Purpose:
To recognize risk factors for and potential life-threatening complications of autoenucleation.
Methods:
A review of the literature and two cases from the University of Iowa Oculoplastics service.
Results:
Two adult Caucasian males were transferred from outside hospitals after autoenucleation. One patient had a urine toxin screen positive for methamphetamines. The second patient had a history of uncontrolled schizophrenia and had recently self-discontinued his psychiatric medications. In both cases, imaging of the head and orbits was done to rule-out secondary sequelae after self-enculeation. Patient 1 did not have any intracranial abnormalities and had an overall uncomplicated course (Image 1).
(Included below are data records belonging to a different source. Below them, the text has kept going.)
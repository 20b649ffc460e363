//! Domain DTOs for the posts API.
//!
//! # Design
//! `createdAt` is the only field this crate interprets. Everything else the
//! server sends (`text`, `_id`, author fields, counters) is kept in `extra`
//! as raw JSON in the order it arrived and written back out unchanged,
//! whatever its type. Accessors read the well-known fields out of it.

use chrono::{DateTime, Utc};
use serde::{Deserialize, Serialize};
use serde_json::{Map, Value};

use crate::timestamp;

/// A single post returned by the list endpoint, with `createdAt` parsed.
#[derive(Debug, Clone, Serialize, Deserialize, PartialEq)]
pub struct Post {
    #[serde(rename = "createdAt", with = "timestamp")]
    pub created_at: DateTime<Utc>,

    #[serde(flatten)]
    pub extra: Map<String, Value>,
}

impl Post {
    /// The post's text, when the server sent it as a string.
    pub fn text(&self) -> Option<&str> {
        self.extra.get("text").and_then(Value::as_str)
    }

    /// The server-assigned identifier, from `_id` or `id`.
    ///
    /// Numbers are rendered in decimal so the value can be handed straight
    /// to `PostClient::build_delete_post`.
    pub fn id(&self) -> Option<String> {
        ["_id", "id"]
            .iter()
            .filter_map(|key| self.extra.get(*key))
            .find_map(|value| match value {
                Value::String(s) => Some(s.clone()),
                Value::Number(n) => Some(n.to_string()),
                _ => None,
            })
    }

    /// Look up any field the server sent that this crate does not model.
    pub fn field(&self, name: &str) -> Option<&Value> {
        self.extra.get(name)
    }
}

/// Request payload for creating a new post.
#[derive(Debug, Clone, Serialize, Deserialize, PartialEq, Eq)]
pub struct NewPost {
    pub text: String,
}

impl NewPost {
    pub fn new(text: impl Into<String>) -> Self {
        Self { text: text.into() }
    }
}
pub struct Texture {
    pub texture: wgpu::Texture,
    pub view: wgpu::TextureView,
    pub sampler: wgpu::Sampler,
    pub size: (u32, u32),
}

impl Texture {
    /// Decode encoded image bytes (PNG) and upload. Decode failures fall back
    /// to a 1x1 white texture with a warning, so a bad asset tints quads white
    /// instead of aborting scene construction.
    pub fn from_bytes(
        device: &wgpu::Device,
        queue: &wgpu::Queue,
        bytes: &[u8],
        label: &str,
    ) -> Self {
        match image::load_from_memory(bytes) {
            Ok(img) => {
                let rgba = img.to_rgba8();
                let (width, height) = rgba.dimensions();
                Self::from_rgba8(device, queue, &rgba, width, height, label)
            }
            Err(err) => {
                log::warn!("Failed to decode texture '{}': {}. Using white fallback.", label, err);
                Self::white(device, queue, label)
            }
        }
    }

    /// 1x1 flat white texture, the stand-in for any image that failed to load.
    pub fn white(device: &wgpu::Device, queue: &wgpu::Queue, label: &str) -> Self {
        Self::from_rgba8(device, queue, &[255, 255, 255, 255], 1, 1, label)
    }

    pub fn from_rgba8(
        device: &wgpu::Device,
        queue: &wgpu::Queue,
        rgba: &[u8],
        width: u32,
        height: u32,
        label: &str,
    ) -> Self {
        let size = wgpu::Extent3d {
            width,
            height,
            depth_or_array_layers: 1,
        };
        let texture = device.create_texture(&wgpu::TextureDescriptor {
            label: Some(label),
            size,
            mip_level_count: 1,
            sample_count: 1,
            dimension: wgpu::TextureDimension::D2,
            format: wgpu::TextureFormat::Rgba8UnormSrgb,
            usage: wgpu::TextureUsages::TEXTURE_BINDING | wgpu::TextureUsages::COPY_DST,
            view_formats: &[],
        });

        queue.write_texture(
            wgpu::TexelCopyTextureInfo {
                texture: &texture,
                mip_level: 0,
                origin: wgpu::Origin3d::ZERO,
                aspect: wgpu::TextureAspect::All,
            },
            rgba,
            wgpu::TexelCopyBufferLayout {
                offset: 0,
                bytes_per_row: Some(4 * width),
                rows_per_image: Some(height),
            },
            size,
        );

        let view = texture.create_view(&wgpu::TextureViewDescriptor::default());
        let sampler = device.create_sampler(&wgpu::SamplerDescriptor {
            label: Some(label),
            address_mode_u: wgpu::AddressMode::Repeat,
            address_mode_v: wgpu::AddressMode::Repeat,
            address_mode_w: wgpu::AddressMode::Repeat,
            mag_filter: wgpu::FilterMode::Linear,
            min_filter: wgpu::FilterMode::Linear,
            mipmap_filter: wgpu::FilterMode::Nearest,
            ..Default::default()
        });

        Self {
            texture,
            view,
            sampler,
            size: (width, height),
        }
    }
}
Patient 2 had a head CT that showed a left internal carotid artery dissection, subarachnoid hemorrhage, and basal ganglia and thalamic stroke. The left internal carotid artery dissection was confirmed by magnetic resonance angiography (Image 2).
Conclusions:
Autoenucleation occurs more frequently in patients with psychiatric illness or drug abuse, according to the literature. It can be a devastating injury, not only locally, but neurologically. Ophthalmologists, as well as ER physicians and psychiatrists should be aware of the potentially life-threatening consequences of autoenucleation. We believe this is the first reported case of internal carotid dissection after autoenucleation, which highlights the need for prompt attention and head imaging.